▶ Task requirements
The answer consists of one number: how many lines of the data below include the string "thread".

· · ·

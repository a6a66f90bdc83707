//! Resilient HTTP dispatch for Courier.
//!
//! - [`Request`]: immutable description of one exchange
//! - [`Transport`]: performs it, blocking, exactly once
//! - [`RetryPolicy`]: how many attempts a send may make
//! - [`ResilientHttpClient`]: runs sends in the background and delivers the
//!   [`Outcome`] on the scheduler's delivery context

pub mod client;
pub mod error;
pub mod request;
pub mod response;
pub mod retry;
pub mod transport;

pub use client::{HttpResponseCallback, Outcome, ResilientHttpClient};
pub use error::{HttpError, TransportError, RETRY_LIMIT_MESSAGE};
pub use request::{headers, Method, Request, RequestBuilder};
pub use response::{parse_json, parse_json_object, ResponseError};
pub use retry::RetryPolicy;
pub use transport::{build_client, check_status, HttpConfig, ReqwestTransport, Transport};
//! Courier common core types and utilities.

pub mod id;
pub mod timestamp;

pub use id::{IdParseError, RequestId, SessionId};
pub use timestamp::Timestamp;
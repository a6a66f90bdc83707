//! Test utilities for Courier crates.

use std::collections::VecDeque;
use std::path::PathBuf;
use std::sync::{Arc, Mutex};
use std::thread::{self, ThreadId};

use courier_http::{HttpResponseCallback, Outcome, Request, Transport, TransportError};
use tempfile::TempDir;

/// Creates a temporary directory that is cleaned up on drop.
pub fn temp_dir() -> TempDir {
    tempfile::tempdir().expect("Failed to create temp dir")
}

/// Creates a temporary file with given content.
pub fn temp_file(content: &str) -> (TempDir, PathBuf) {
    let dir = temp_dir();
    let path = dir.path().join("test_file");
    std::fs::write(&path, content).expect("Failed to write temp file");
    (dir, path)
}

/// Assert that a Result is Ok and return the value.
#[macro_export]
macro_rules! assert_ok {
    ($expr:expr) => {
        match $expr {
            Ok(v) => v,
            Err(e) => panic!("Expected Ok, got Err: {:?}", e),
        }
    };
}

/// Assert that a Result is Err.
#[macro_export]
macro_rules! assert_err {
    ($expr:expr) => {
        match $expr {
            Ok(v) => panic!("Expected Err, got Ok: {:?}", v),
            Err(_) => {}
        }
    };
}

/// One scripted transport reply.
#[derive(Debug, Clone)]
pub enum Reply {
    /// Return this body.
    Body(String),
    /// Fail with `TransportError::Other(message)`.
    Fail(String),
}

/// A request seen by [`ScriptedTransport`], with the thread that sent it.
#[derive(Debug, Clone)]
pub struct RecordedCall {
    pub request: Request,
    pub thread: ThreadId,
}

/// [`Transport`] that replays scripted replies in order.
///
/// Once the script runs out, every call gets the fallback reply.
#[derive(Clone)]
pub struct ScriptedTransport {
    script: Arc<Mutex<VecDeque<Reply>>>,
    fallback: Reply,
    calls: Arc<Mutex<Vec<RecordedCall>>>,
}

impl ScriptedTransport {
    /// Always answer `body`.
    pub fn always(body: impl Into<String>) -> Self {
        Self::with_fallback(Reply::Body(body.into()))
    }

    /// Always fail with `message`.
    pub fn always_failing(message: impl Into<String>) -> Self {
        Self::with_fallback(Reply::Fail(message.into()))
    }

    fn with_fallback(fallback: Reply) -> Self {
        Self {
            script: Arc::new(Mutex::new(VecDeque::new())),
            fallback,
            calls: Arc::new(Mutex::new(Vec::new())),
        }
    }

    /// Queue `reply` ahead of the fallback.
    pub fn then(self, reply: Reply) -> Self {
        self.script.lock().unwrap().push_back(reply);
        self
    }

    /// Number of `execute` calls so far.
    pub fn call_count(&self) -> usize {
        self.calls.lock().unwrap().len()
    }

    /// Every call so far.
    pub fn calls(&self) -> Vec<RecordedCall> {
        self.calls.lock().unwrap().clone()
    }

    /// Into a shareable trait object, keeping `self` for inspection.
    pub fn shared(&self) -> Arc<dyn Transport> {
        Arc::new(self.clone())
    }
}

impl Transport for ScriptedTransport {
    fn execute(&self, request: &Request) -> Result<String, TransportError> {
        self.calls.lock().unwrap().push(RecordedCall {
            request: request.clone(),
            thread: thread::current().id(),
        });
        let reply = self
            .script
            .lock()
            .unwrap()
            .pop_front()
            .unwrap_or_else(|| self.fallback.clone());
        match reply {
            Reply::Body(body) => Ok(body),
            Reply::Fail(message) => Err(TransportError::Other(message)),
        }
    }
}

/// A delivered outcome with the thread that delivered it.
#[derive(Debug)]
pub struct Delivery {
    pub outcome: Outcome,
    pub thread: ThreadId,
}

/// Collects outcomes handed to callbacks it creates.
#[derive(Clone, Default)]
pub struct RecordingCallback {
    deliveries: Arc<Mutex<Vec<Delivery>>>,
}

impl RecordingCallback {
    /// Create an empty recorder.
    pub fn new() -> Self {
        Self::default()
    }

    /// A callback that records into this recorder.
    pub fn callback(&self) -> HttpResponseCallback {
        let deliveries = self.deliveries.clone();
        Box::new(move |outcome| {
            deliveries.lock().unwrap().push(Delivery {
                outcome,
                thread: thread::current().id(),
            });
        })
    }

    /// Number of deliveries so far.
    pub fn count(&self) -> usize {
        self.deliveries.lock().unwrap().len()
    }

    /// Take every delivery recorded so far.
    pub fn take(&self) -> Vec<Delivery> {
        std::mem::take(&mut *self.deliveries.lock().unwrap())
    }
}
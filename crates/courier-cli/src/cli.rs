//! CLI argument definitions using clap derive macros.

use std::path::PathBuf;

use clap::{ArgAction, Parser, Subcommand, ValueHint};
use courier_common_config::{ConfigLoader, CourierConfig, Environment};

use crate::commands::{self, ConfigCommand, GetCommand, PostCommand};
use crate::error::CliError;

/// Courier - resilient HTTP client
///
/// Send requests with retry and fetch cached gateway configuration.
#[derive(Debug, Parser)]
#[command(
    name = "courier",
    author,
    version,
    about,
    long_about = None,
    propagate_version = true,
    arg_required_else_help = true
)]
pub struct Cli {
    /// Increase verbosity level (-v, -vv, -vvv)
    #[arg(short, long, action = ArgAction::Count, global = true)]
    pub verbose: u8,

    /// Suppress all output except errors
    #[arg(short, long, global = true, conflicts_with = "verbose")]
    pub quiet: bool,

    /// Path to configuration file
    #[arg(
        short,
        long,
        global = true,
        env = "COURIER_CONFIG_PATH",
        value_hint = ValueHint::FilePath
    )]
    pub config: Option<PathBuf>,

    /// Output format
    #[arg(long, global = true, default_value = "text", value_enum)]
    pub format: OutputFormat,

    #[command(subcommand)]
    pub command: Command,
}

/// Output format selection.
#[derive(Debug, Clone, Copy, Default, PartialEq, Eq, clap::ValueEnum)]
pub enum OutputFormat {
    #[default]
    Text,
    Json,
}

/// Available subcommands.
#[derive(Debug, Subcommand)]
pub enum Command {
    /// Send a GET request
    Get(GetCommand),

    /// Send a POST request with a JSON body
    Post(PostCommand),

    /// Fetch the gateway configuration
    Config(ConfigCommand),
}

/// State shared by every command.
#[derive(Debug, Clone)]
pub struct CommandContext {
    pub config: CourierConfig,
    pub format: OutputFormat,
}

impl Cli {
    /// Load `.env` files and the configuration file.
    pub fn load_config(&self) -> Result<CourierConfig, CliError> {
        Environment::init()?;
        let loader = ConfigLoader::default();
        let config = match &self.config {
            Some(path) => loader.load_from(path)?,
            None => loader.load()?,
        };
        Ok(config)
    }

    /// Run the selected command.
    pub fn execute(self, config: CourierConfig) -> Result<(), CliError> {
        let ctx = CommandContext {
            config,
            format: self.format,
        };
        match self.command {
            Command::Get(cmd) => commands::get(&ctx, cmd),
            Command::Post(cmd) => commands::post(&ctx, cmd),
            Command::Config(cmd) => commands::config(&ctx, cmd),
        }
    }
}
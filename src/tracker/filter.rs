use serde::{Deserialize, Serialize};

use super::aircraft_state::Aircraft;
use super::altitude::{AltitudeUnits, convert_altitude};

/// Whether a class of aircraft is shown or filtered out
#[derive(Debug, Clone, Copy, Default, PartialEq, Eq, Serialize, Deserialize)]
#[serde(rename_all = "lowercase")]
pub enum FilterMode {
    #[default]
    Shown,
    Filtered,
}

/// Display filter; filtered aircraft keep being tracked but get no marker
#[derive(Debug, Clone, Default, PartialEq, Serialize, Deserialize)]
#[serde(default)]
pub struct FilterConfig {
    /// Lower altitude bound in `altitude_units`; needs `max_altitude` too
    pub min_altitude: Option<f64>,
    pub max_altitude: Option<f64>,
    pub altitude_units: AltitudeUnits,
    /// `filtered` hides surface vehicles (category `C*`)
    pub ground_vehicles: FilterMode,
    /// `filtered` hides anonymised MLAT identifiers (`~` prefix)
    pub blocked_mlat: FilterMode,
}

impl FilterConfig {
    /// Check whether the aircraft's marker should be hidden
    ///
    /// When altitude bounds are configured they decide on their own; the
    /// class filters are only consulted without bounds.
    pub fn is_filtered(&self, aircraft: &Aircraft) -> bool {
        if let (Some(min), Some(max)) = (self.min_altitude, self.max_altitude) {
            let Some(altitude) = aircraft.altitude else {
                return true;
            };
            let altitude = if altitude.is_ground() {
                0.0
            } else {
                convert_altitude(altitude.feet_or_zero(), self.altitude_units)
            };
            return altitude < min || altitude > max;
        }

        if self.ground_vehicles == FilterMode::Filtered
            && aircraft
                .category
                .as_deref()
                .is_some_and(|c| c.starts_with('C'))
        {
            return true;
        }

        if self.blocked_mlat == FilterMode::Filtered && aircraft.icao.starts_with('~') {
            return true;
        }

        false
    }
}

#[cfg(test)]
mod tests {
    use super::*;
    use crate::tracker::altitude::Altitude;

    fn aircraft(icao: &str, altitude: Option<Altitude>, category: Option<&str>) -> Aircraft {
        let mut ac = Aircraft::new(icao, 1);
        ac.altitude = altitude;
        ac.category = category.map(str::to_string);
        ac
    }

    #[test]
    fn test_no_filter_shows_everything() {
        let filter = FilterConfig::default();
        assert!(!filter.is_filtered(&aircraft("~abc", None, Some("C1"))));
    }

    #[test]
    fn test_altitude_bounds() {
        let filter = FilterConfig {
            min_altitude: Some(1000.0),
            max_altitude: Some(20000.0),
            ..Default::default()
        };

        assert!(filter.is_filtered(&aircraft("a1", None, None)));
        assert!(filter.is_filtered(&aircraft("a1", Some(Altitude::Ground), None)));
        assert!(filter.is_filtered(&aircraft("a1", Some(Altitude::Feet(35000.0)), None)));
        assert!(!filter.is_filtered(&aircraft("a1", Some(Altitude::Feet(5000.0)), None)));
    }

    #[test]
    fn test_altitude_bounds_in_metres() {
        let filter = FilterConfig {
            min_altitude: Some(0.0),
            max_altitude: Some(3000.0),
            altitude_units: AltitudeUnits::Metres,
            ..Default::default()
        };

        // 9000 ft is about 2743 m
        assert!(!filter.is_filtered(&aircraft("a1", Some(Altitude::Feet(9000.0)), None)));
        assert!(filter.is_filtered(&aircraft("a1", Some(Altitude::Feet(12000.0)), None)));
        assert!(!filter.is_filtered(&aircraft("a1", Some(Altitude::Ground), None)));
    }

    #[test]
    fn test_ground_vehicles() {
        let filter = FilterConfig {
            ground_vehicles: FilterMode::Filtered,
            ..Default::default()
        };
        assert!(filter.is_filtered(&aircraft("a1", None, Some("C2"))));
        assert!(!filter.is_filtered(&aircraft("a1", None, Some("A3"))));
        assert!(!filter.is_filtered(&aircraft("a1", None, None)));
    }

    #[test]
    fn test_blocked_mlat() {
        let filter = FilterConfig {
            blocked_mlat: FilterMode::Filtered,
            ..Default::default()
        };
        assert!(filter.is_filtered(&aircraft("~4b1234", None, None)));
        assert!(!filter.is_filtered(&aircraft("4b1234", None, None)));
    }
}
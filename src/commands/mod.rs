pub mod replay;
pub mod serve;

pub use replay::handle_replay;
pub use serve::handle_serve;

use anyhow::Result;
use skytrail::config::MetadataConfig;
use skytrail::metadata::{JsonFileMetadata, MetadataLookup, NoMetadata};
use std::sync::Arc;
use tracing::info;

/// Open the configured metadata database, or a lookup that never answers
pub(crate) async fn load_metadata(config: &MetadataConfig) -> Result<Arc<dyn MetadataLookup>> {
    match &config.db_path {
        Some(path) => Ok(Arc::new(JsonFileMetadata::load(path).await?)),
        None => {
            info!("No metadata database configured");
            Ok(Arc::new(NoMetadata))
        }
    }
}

· · ·

▶ Exercise solution
7